Kelley Weiss, CHCF Center for Health Reporting
The health exchange – Covered California – is open for business and all over the news. But many Californians won’t land there if they need health insurance for themselves or their families.
Instead they’ll turn to private health insurance marketplaces or buy coverage directly from insurance companies or brokers.
For the roughly two million Californians who currently buy health insurance on their own, only about a third will qualify for government tax subsidies -- and to get the subsidy, people must buy through Covered California.
But without that subsidy to offset prices, there’s little incentive for people to buy on the state exchange, says insurance broker Carrie McLean. She’s the customer care director for the largest online health insurance broker in the country, eHealthInsurance. It operates like an Orbitz for health insurance and there are other similar online businesses.
She says many people who earn too much to expect government help will be shopping for off-exchange plans, where they’ll have more options.
What are off-exchange plans? As you might guess, they will not be sold on Covered California.

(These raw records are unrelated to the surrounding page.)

use std::path::PathBuf;
use std::time::Duration;

use thiserror::Error;

use crate::filter::TransformError;
use crate::queue::{JobStatus, StoreError};
use crate::sink::SinkError;

#[derive(Error, Debug)]
pub enum ProcessError {
    #[error("Source file not found: {}", path.display())]
    SourceMissing { path: PathBuf },

    #[error("Failed to open '{path}': {source}")]
    Io {
        path: PathBuf,
        #[source]
        source: std::io::Error,
    },

    #[error("Failed to parse CSV '{path}': {source}")]
    Csv {
        path: PathBuf,
        #[source]
        source: csv::Error,
    },

    #[error("Job store error: {0}")]
    Store(#[from] StoreError),

    #[error("Audit log write failed: {0}")]
    Audit(#[from] crate::db::DatabaseError),

    #[error("Chunk {chunk}: destination error: {source}")]
    Sink {
        chunk: u64,
        #[source]
        source: SinkError,
    },

    #[error("Chunk {chunk}: record {index} failed to insert: {message}")]
    InsertFailed {
        chunk: u64,
        index: usize,
        message: String,
    },

    #[error("Chunk {chunk}: {source}")]
    Validation {
        chunk: u64,
        #[source]
        source: TransformError,
    },

    #[error("Wave starting at chunk {first_chunk} did not finish within {timeout:?}")]
    WaveTimeout { first_chunk: u64, timeout: Duration },

    #[error("Job {id} is {status}, no longer running")]
    NotRunning { id: String, status: JobStatus },

    #[error("Background task failed: {0}")]
    Task(String),
}

impl ProcessError {
    /// Fatal errors fail the job on the first attempt. A CSV error is fatal
    /// unless it came from the underlying reader.
    pub fn is_fatal(&self) -> bool {
        match self {
            ProcessError::SourceMissing { .. } => true,
            ProcessError::Csv { source, .. } => {
                !matches!(source.kind(), csv::ErrorKind::Io(_))
            }
            _ => false,
        }
    }
}
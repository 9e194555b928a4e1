//! Versioned, swappable filter with file-based hot reload.
//!
//! Readers take an `Arc<FilterSnapshot>` and keep using it for as long as
//! they like; a reload only affects snapshots taken afterwards.

use std::path::{Path, PathBuf};
use std::sync::atomic::{AtomicBool, Ordering};
use std::sync::{Arc, RwLock};
use std::time::Duration;

use tokio::sync::Notify;
use tokio::task::JoinHandle;

use super::rules::FieldFilter;
use super::{FilterError, Passthrough, RecordTransform};

/// An immutable filter version.
pub struct FilterSnapshot {
    pub version: u64,
    pub transform: Arc<dyn RecordTransform>,
}

/// Shared handle to the current filter.
#[derive(Clone)]
pub struct FilterHandle {
    current: Arc<RwLock<Arc<FilterSnapshot>>>,
}

impl FilterHandle {
    pub fn new(transform: Arc<dyn RecordTransform>) -> Self {
        Self {
            current: Arc::new(RwLock::new(Arc::new(FilterSnapshot {
                version: 1,
                transform,
            }))),
        }
    }

    /// A handle whose filter passes every record through unchanged.
    pub fn passthrough() -> Self {
        Self::new(Arc::new(Passthrough))
    }

    pub fn snapshot(&self) -> Arc<FilterSnapshot> {
        match self.current.read() {
            Ok(guard) => Arc::clone(&guard),
            Err(poisoned) => Arc::clone(&poisoned.into_inner()),
        }
    }

    /// Installs a new filter and returns its version.
    pub fn replace(&self, transform: Arc<dyn RecordTransform>) -> u64 {
        let mut guard = match self.current.write() {
            Ok(g) => g,
            Err(poisoned) => {
                log::warn!("Filter lock was poisoned, recovering");
                poisoned.into_inner()
            }
        };
        let version = guard.version + 1;
        *guard = Arc::new(FilterSnapshot { version, transform });
        version
    }
}

impl Default for FilterHandle {
    fn default() -> Self {
        Self::passthrough()
    }
}

/// Re-reads a filter file on an interval and swaps it in when it changed.
pub struct FilterReloader {
    path: PathBuf,
    handle: FilterHandle,
    interval: Duration,
    last_content: Option<String>,
    shutdown: Arc<AtomicBool>,
    wake: Arc<Notify>,
}

impl FilterReloader {
    pub fn new(path: &Path, handle: FilterHandle, interval: Duration) -> Self {
        Self {
            path: path.to_path_buf(),
            handle,
            interval,
            last_content: None,
            shutdown: Arc::new(AtomicBool::new(false)),
            wake: Arc::new(Notify::new()),
        }
    }

    /// Loads the file if its content differs from the last load.
    ///
    /// Returns whether a new filter was installed. On error the current
    /// filter stays in place.
    pub fn reload_if_changed(&mut self) -> Result<bool, FilterError> {
        let content = std::fs::read_to_string(&self.path).map_err(|source| FilterError::Read {
            path: self.path.clone(),
            source,
        })?;
        if self.last_content.as_deref() == Some(content.as_str()) {
            return Ok(false);
        }

        let filter = FieldFilter::from_json(&content)?;
        let version = self.handle.replace(Arc::new(filter));
        self.last_content = Some(content);
        log::info!(
            "Loaded field filter from {} (version {})",
            self.path.display(),
            version
        );
        Ok(true)
    }

    /// Returns a stop signal for the task started by [`Self::spawn`].
    pub fn stopper(&self) -> FilterReloadStop {
        FilterReloadStop {
            shutdown: Arc::clone(&self.shutdown),
            wake: Arc::clone(&self.wake),
        }
    }

    /// Runs the reload loop on the current tokio runtime.
    pub fn spawn(mut self) -> JoinHandle<()> {
        tokio::spawn(async move {
            let mut interval_timer = tokio::time::interval(self.interval);
            interval_timer.tick().await; // skip immediate first tick

            loop {
                tokio::select! {
                    _ = interval_timer.tick() => {},
                    _ = self.wake.notified() => {},
                }
                if self.shutdown.load(Ordering::Acquire) {
                    break;
                }
                if let Err(e) = self.reload_if_changed() {
                    log::warn!("Field filter reload failed, keeping previous version: {}", e);
                }
            }
        })
    }
}

/// Stops a running [`FilterReloader`].
#[derive(Clone)]
pub struct FilterReloadStop {
    shutdown: Arc<AtomicBool>,
    wake: Arc<Notify>,
}

impl FilterReloadStop {
    pub fn stop(&self) {
        self.shutdown.store(true, Ordering::Release);
        self.wake.notify_one();
    }
}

But off-exchange plans will still be required to meet 10 benefits standards outlined in the health care law.
On Tuesday, during the first day of Obamacare open enrollment, McLean cautioned that people shouldn’t make any rushed decisions.
She says many of the off-exchange plans are not yet available because government regulators still need to approve them.
“It may not be a good time today to actually buy a plan,” McLean says. “You may not be seeing all the options that are going to be available to you.”
The California Department of Insurance is tasked with approving most of those off-exchange plans. And to date the Insurance Commissioner’s office reports that many are still under review. Some of these plans are expected to be approved this week while others will be available later in the month.
McLean says that’s why it’s important for people to wait until you can compare all of your choices.
“There’s time, you know, take a breath and know that you have time to get these new ACA plans,” she says.
The Affordable Care Act plans will go live on Jan. 1. McLean says people have until Dec. 15 to enroll in a plan that will start on the first of the year. And they can enroll as late as Mar 31, 2014 for coverage.
Here’s another thing to keep in mind: most people with existing individual policies in California will get new plans by the end of the year. That’s because those individual plans don’t meet the standards outlined in Obamacare and must be upgraded to comply with the law.
So when that letter from your insurance carrier shows up in the mail, McLean says to pay attention.
“If you’re set up on an electronic withdrawal from your bank account and that premium just got increased, you may be hit with that in December or January and not realize that your plan got moved and it may be costing you more,” she says.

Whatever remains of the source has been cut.